目を閉じてゆっくり息を吐くと、雨の匂いとコーヒーの残り香と、ミントの香りが混ざり合う。 失敗した事実も、叱られたことも、消えるわけじゃない。
それでも、ベンチとあめ玉に少しだけ気持ちを預けてみたら、「全部自分ひとりのせい」という感覚が、ほんの少し薄くなった。
どれくらい座っていただろう。
気づけば雨は弱まり、空の色も、真っ黒から濃い群青へと変わっていた。
立ち上がる前に、春菜はもう一度ベンチの端を見た。
そこには、さっき置いたあめ玉が、街灯の明かりを受けてちいさく光っている。
「明日の私にも、ちょっと元気残しておいてよ」
冗談みたいなお願いをして、春菜はベンチから離れた。 背中に柔らかな視線を感じた気がして、振り返りたくなったが、あえてそのまま歩き出す。 ポケットの中には、もう何も入っていない。
でも、胸の中には、さっきより少しだけ軽い何かが入っているようだった。
翌朝。
空はからりと晴れて、昨夜の雨がうそのようだった。
寝不足気味の頭を抱えながらも、春菜はいつもどおりの時間に家を出た。
公園が近づくにつれ、心臓の鼓動がすこしだけ早くなる。 ベンチは、どうなっているだろう。
あめ玉は、まだそこにあるだろうか。
公園の入口からのぞくと、ベンチはちゃんとそこにいた。 街灯の下で見るよりも、朝日のほうが似合っている。
木の色は少し明るく、濡れた跡もほとんど消えていた。
そして、ベンチの端には、あめ玉がなかった。
誰かが拾って食べたのかもしれない。 掃除のおじさんが「危ないから」と片付けたのかもしれない。

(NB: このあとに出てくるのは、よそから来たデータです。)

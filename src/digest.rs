//! Folding a hash digest into a scalar of a given bit width.

use num_bigint::BigUint;

/// The integer formed by the leftmost `bit_width` bits of `digest`, read
/// big-endian. A digest shorter than `bit_width` bits is used whole. The
/// result is deliberately not reduced mod the group order; reduction happens
/// where the scalar is consumed.
pub fn leftmost_bits(digest: &[u8], bit_width: u64) -> BigUint {
    let value = BigUint::from_bytes_be(digest);
    let digest_bits = digest.len() as u64 * 8;
    if digest_bits > bit_width {
        value >> (digest_bits - bit_width)
    } else {
        value
    }
}
//! Short Weierstrass curves `y^2 = x^3 + a*x + b (mod p)` and their point
//! group: addition, doubling, scalar multiplication, on-curve checks.

use crate::field::PrimeField;
use crate::EcError;
use log::debug;
use num::Integer;
use num_bigint::BigUint;
use num_traits::{Num, One, Zero};
use std::rc::Rc;

/// A point of the curve group: the identity (point at infinity) or an affine
/// coordinate pair reduced into `[0, p)`. Immutable value type; the group
/// operations on [`Curve`] produce fresh points.
#[derive(Debug, Clone, PartialEq, Eq)]
pub enum Point {
    Infinity,
    Affine { x: BigUint, y: BigUint },
}

impl Point {
    pub fn affine(x: BigUint, y: BigUint) -> Point {
        Point::Affine { x, y }
    }

    pub fn is_infinity(&self) -> bool {
        matches!(self, Point::Infinity)
    }

    /// The affine x-coordinate, absent for the identity.
    pub fn x(&self) -> Option<&BigUint> {
        match self {
            Point::Infinity => None,
            Point::Affine { x, .. } => Some(x),
        }
    }
}

/// Domain parameters for one curve: modulus, coefficients, base point,
/// subgroup order and cofactor.
#[derive(Debug, Clone)]
pub struct CurveParameters {
    pub p: BigUint,
    pub a: BigUint,
    pub b: BigUint,
    pub g: Point,
    pub n: BigUint,
    pub h: BigUint,
}

struct CurveInternal {
    field: PrimeField,
    a: BigUint,
    b: BigUint,
    g: Point,
    n: BigUint,
    h: BigUint,
}

/// A validated curve. Cloning is cheap; the parameters are shared behind an
/// `Rc` and never mutated after construction.
#[derive(Clone)]
pub struct Curve {
    inner: Rc<CurveInternal>,
}

impl PartialEq for Curve {
    fn eq(&self, other: &Self) -> bool {
        self.inner.field == other.inner.field
            && self.inner.a == other.inner.a
            && self.inner.b == other.inner.b
    }
}

impl Curve {
    /// Validates the parameters and builds the curve. A base point off the
    /// curve, a singular equation or an order that does not annihilate the
    /// base point are configuration errors, caught here rather than at use.
    pub fn new(params: CurveParameters) -> Result<Curve, EcError> {
        let CurveParameters { p, a, b, g, n, h } = params;
        let field = PrimeField::new(p)
            .map_err(|_| EcError::InvalidConfiguration("modulus must be at least 2".into()))?;
        let a = a % field.modulus();
        let b = b % field.modulus();
        // coordinates must sit in [0, p) or the addition formulas can feed
        // a zero denominator into the field inversion
        let g = match g {
            Point::Infinity => Point::Infinity,
            Point::Affine { x, y } => {
                Point::affine(x % field.modulus(), y % field.modulus())
            }
        };

        // 4a^3 + 27b^2 != 0 mod p, otherwise the curve is singular
        let disc = field.add(
            &field.mul(&BigUint::from(4u32), &field.mul(&a, &field.mul(&a, &a))),
            &field.mul(&BigUint::from(27u32), &field.mul(&b, &b)),
        );
        if disc.is_zero() {
            return Err(EcError::InvalidConfiguration(
                "singular curve: 4a^3 + 27b^2 == 0 mod p".into(),
            ));
        }
        if n.is_zero() {
            return Err(EcError::InvalidConfiguration(
                "subgroup order must be nonzero".into(),
            ));
        }

        let curve = Curve {
            inner: Rc::new(CurveInternal { field, a, b, g, n, h }),
        };
        if !curve.is_on_curve(curve.base_point()) {
            return Err(EcError::InvalidConfiguration(
                "base point is not on the curve".into(),
            ));
        }
        if !curve.scalar_mul(&curve.inner.n, &curve.inner.g).is_infinity() {
            return Err(EcError::InvalidConfiguration(
                "order does not annihilate the base point".into(),
            ));
        }
        debug!(
            "curve validated: p is {} bits, subgroup order is {} bits",
            curve.inner.field.modulus().bits(),
            curve.inner.n.bits()
        );
        Ok(curve)
    }

    /// Well-known parameter sets: `"P-256"` (NIST) and `"p1707"`, a toy
    /// 29-element-field curve handy for demos and hand-checked tests.
    pub fn named(name: &str) -> Result<Curve, EcError> {
        fn hex(s: &str) -> BigUint {
            BigUint::from_str_radix(s, 16).unwrap()
        }
        match name {
            "P-256" => Curve::new(CurveParameters {
                p: hex("ffffffff00000001000000000000000000000000ffffffffffffffffffffffff"),
                a: hex("ffffffff00000001000000000000000000000000fffffffffffffffffffffffc"),
                b: hex("5ac635d8aa3a93e7b3ebbd55769886bc651d06b0cc53b0f63bce3c3e27d2604b"),
                g: Point::affine(
                    hex("6b17d1f2e12c4247f8bce6e563a440f277037d812deb33a0f4a13945d898c296"),
                    hex("4fe342e2fe1a7f9b8ee7eb4a7c0f9e162bce33576b315ececbb6406837bf51f5"),
                ),
                n: hex("ffffffff00000000ffffffffffffffffbce6faada7179e84f3b9cac2fc632551"),
                h: BigUint::one(),
            }),
            // y^2 = x^3 - x + 16 mod 29, G = (5,7) of prime order 31
            "p1707" => Curve::new(CurveParameters {
                p: BigUint::from(29u32),
                a: BigUint::from(28u32),
                b: BigUint::from(16u32),
                g: Point::affine(BigUint::from(5u32), BigUint::from(7u32)),
                n: BigUint::from(31u32),
                h: BigUint::one(),
            }),
            _ => Err(EcError::Other(format!("unknown curve: {}", name))),
        }
    }

    pub fn base_point(&self) -> &Point {
        &self.inner.g
    }

    pub fn order(&self) -> &BigUint {
        &self.inner.n
    }

    pub fn cofactor(&self) -> &BigUint {
        &self.inner.h
    }

    pub fn field(&self) -> &PrimeField {
        &self.inner.field
    }

    /// True for the identity; for affine points, true iff the curve equation
    /// holds mod p.
    pub fn is_on_curve(&self, point: &Point) -> bool {
        let (x, y) = match point {
            Point::Infinity => return true,
            Point::Affine { x, y } => (x, y),
        };
        let f = &self.inner.field;
        let lhs = f.mul(y, y);
        let x_cubed = f.mul(x, &f.mul(x, x));
        let rhs = f.add(&x_cubed, &f.add(&f.mul(&self.inner.a, x), &self.inner.b));
        lhs == rhs
    }

    pub fn negate(&self, point: &Point) -> Point {
        match point {
            Point::Infinity => Point::Infinity,
            Point::Affine { x, y } => {
                if y.is_zero() {
                    // -(x, 0) == (x, 0)
                    point.clone()
                } else {
                    Point::affine(x.clone(), self.inner.field.modulus() - y)
                }
            }
        }
    }

    /// Affine point addition with the full case analysis: identity operands,
    /// opposite points summing to the identity, doubling and the generic
    /// chord case.
    pub fn add(&self, p1: &Point, p2: &Point) -> Point {
        let (x1, y1) = match p1 {
            Point::Infinity => return p2.clone(),
            Point::Affine { x, y } => (x, y),
        };
        let (x2, y2) = match p2 {
            Point::Infinity => return p1.clone(),
            Point::Affine { x, y } => (x, y),
        };
        if x1 == x2 {
            if y1 != y2 || y1.is_zero() {
                // vertical chord or vertical tangent
                return Point::Infinity;
            }
            return self.double(p1);
        }
        let f = &self.inner.field;
        // chord slope (y2 - y1) / (x2 - x1); x1 != x2 so the inverse exists
        let slope = f.mul(
            &f.sub(y2, y1),
            &f.invert(&f.sub(x2, x1)).unwrap(),
        );
        self.apply_slope(&slope, x1, y1, x2)
    }

    /// Point doubling via the tangent slope `(3x^2 + a) / 2y`; a point with
    /// `y == 0` has a vertical tangent and doubles to the identity.
    pub fn double(&self, point: &Point) -> Point {
        let (x, y) = match point {
            Point::Infinity => return Point::Infinity,
            Point::Affine { x, y } => (x, y),
        };
        if y.is_zero() {
            return Point::Infinity;
        }
        let f = &self.inner.field;
        let three_x_sq = f.mul(&BigUint::from(3u32), &f.mul(x, x));
        let slope = f.mul(
            &f.add(&three_x_sq, &self.inner.a),
            &f.invert(&f.add(y, y)).unwrap(),
        );
        self.apply_slope(&slope, x, y, x)
    }

    fn apply_slope(&self, slope: &BigUint, x1: &BigUint, y1: &BigUint, x2: &BigUint) -> Point {
        let f = &self.inner.field;
        let x3 = f.sub(&f.sub(&f.mul(slope, slope), x1), x2);
        let y3 = f.sub(&f.mul(slope, &f.sub(x1, &x3)), y1);
        Point::affine(x3, y3)
    }

    /// `k * P` by double-and-add over the bits of `k`, least significant
    /// first. `k == 0` or `P` at infinity yields the identity.
    pub fn scalar_mul(&self, k: &BigUint, point: &Point) -> Point {
        let two = BigUint::from(2u32);
        let mut k = k.clone();
        let mut addend = point.clone();
        let mut acc = Point::Infinity;
        while !k.is_zero() {
            if k.is_odd() {
                acc = self.add(&acc, &addend);
            }
            addend = self.double(&addend);
            k = &k / &two;
        }
        acc
    }
}

#[cfg(test)]
mod tests {
    use super::*;

    fn p1707() -> Curve {
        Curve::named("p1707").unwrap()
    }

    fn pt(x: u32, y: u32) -> Point {
        Point::affine(BigUint::from(x), BigUint::from(y))
    }

    #[test]
    fn base_point_is_on_curve() {
        let curve = p1707();
        assert!(curve.is_on_curve(curve.base_point()));
        assert!(curve.is_on_curve(&Point::Infinity));
        assert!(!curve.is_on_curve(&pt(5, 8)));
    }

    #[test]
    fn identity_is_neutral() {
        let curve = p1707();
        let g = curve.base_point();
        assert_eq!(&curve.add(g, &Point::Infinity), g);
        assert_eq!(&curve.add(&Point::Infinity, g), g);
        assert_eq!(curve.add(&Point::Infinity, &Point::Infinity), Point::Infinity);
    }

    #[test]
    fn opposite_points_sum_to_identity() {
        let curve = p1707();
        let g = curve.base_point();
        let neg_g = curve.negate(g);
        assert_eq!(neg_g, pt(5, 22));
        assert_eq!(curve.add(g, &neg_g), Point::Infinity);
    }

    #[test]
    fn known_small_multiples() {
        let curve = p1707();
        let g = curve.base_point();
        let two_g = curve.double(g);
        assert_eq!(two_g, pt(28, 4));
        assert_eq!(curve.add(g, &two_g), pt(18, 1));
        assert_eq!(curve.scalar_mul(&BigUint::from(3u32), g), pt(18, 1));
        assert_eq!(curve.scalar_mul(&BigUint::from(17u32), g), pt(1, 25));
    }

    #[test]
    fn scalar_mul_edge_cases() {
        let curve = p1707();
        let g = curve.base_point();
        assert_eq!(curve.scalar_mul(&BigUint::zero(), g), Point::Infinity);
        assert_eq!(&curve.scalar_mul(&BigUint::one(), g), g);
        assert_eq!(
            curve.scalar_mul(&BigUint::from(7u32), &Point::Infinity),
            Point::Infinity
        );
        // the subgroup order annihilates the base point
        assert_eq!(curve.scalar_mul(curve.order(), g), Point::Infinity);
    }

    #[test]
    fn doubling_a_two_torsion_point_gives_identity() {
        // y^2 = x^3 - x mod 5 has (0, 0), a point of order two
        let curve = Curve::new(CurveParameters {
            p: BigUint::from(5u32),
            a: BigUint::from(4u32),
            b: BigUint::zero(),
            g: pt(0, 0),
            n: BigUint::from(2u32),
            h: BigUint::from(4u32),
        })
        .unwrap();
        assert_eq!(curve.double(&pt(0, 0)), Point::Infinity);
        assert_eq!(curve.add(&pt(0, 0), &pt(0, 0)), Point::Infinity);
    }

    #[test]
    fn base_point_coordinates_are_reduced() {
        // (34, 36) is (5, 7) lifted by the modulus; Curve::new normalizes it
        let curve = Curve::new(CurveParameters {
            p: BigUint::from(29u32),
            a: BigUint::from(28u32),
            b: BigUint::from(16u32),
            g: pt(34, 36),
            n: BigUint::from(31u32),
            h: BigUint::one(),
        })
        .unwrap();
        assert_eq!(curve.base_point(), &pt(5, 7));
        // doubling the normalized point takes the tangent case, not the
        // vertical-chord case an unreduced duplicate would fall into
        assert_eq!(curve.add(curve.base_point(), &pt(5, 7)), pt(28, 4));
    }

    #[test]
    fn rejects_bad_configurations() {
        // base point off the curve
        let off = Curve::new(CurveParameters {
            p: BigUint::from(29u32),
            a: BigUint::from(28u32),
            b: BigUint::from(16u32),
            g: pt(5, 8),
            n: BigUint::from(31u32),
            h: BigUint::one(),
        });
        assert!(matches!(off, Err(EcError::InvalidConfiguration(_))));

        // singular: a == b == 0
        let singular = Curve::new(CurveParameters {
            p: BigUint::from(29u32),
            a: BigUint::zero(),
            b: BigUint::zero(),
            g: pt(0, 0),
            n: BigUint::from(31u32),
            h: BigUint::one(),
        });
        assert!(matches!(singular, Err(EcError::InvalidConfiguration(_))));

        // wrong subgroup order: 30 * G != infinity on p1707
        let wrong_order = Curve::new(CurveParameters {
            p: BigUint::from(29u32),
            a: BigUint::from(28u32),
            b: BigUint::from(16u32),
            g: pt(5, 7),
            n: BigUint::from(30u32),
            h: BigUint::one(),
        });
        assert!(matches!(wrong_order, Err(EcError::InvalidConfiguration(_))));
    }

    #[test]
    fn named_curves() {
        let p256 = Curve::named("P-256").unwrap();
        assert!(p256.is_on_curve(p256.base_point()));
        assert!(matches!(Curve::named("P-512"), Err(EcError::Other(_))));
    }
}
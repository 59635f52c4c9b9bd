use ecsig::{Curve, EcError, SignatureScheme};
use sha2::{Digest, Sha256};

fn main() -> Result<(), EcError> {
    let scheme = SignatureScheme::new(Curve::named("P-256")?);
    let mut rng = rand::thread_rng();

    // two parties; each keeps its private scalar and shares only the point
    let alice = scheme.generate_key_pair(&mut rng);
    let bob = scheme.generate_key_pair(&mut rng);
    let alice_public = alice.public_key();
    let bob_public = bob.public_key();

    let message = "Hello, world!";
    let digest: [u8; 32] = Sha256::digest(message.as_bytes()).into();
    let signature = scheme.sign(&digest, &alice, &mut rng)?;

    let accepted = scheme.verify(&digest, &signature, &alice_public)?;
    println!("bob verifies alice's signature: {}", accepted);

    let tampered: [u8; 32] = Sha256::digest("Hello, world?".as_bytes()).into();
    let tampered_accepted = scheme.verify(&tampered, &signature, &alice_public)?;
    println!("same signature on a tampered message: {}", tampered_accepted);

    let wrong_key = scheme.verify(&digest, &signature, &bob_public)?;
    println!("alice's signature against bob's key: {}", wrong_key);

    Ok(())
}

もしかしたら、カラスが興味本位でつついていったのかもしれない。
それでも春菜は、少しだけ考えてから、心の中でこう決めた。
「ベンチが、ちゃんと食べたんだ」
そう思うと、なんだかうれしくなった。 自分が置いていった気持ちを、誰かが受け取ってくれたような気がしたからだ。
それが誰であれ、もう自分ひとりが抱えているだけの重さではない。
春菜はベンチに向かって、胸の中でそっとあいさつする。
「おはよう。昨日はありがとう」
いつもより少しだけ長い「おはよう」だった。 ベンチは、もちろん何も言わない。 しかし、不意に吹いた風が枝を揺らし、葉っぱがさらさらと鳴った。
それが、聞き慣れない返事のように思えて、春菜は小さく笑った。
その日、会社では昨日のミスの後処理が続いた。
取引先へ謝罪の電話をかけ、書類を作り直し、上司と一緒に再発防止のチェックリストを作る。
「大変だけど、これで次からはもっと安心だね」
先輩がそう言って笑ったとき、春菜は素直に「はい」と答えることができた。 昨日の自分なら、きっと「すみません」を先に口にしていただろう。
謝ることも大事だけれど、それだけだと、いつまでも自分のことを許せないままだと気づいたのだ。
昼休み、コンビニへ行った春菜は、ついさっきの棚の前で立ち止まった。 あのミント味のあめ玉が入った袋を手に取る。
今日は、三粒すべて自分のために買った。
「ひとつは、帰り道の私。ひとつは、家でがんばる私。もうひとつは……」
頭の中に浮かんだのは、公園のベンチの姿だった。
夕方。
帰り道、公園に着くと、ベンチの上には落ち葉が数枚乗っていた。 春菜はそれをそっと払ってから、ポケットを探る。
新しいミントのあめ玉を一粒取り出し、昨日と同じ位置に置いた。
「今日はお礼。ちゃんと受け取ってね」
自分の分を口に入れると、胸の奥がすっとする。 昨日の涙の出ない重たさとは違う、静かな冷たさだ。
この冷たさなら、少しぐらいなら抱えて歩いていける気がした。
春菜は立ち上がり、ベンチに背を向ける。
ポケットの中には、もう一粒、明日のためのあめ玉が残っている。
「また明日も、ここを通るからね」
心の中でそう告げて、歩き出した。
駅へ向かう道は、昨日と同じ長さのはずなのに、今日は少しだけ短く感じる。
世界は何ひとつ変わっていない。
けれど、ポケットにあめ玉を一粒入れているだけで、自分の中の何かが、すこしずつ変わりはじめているような気がした。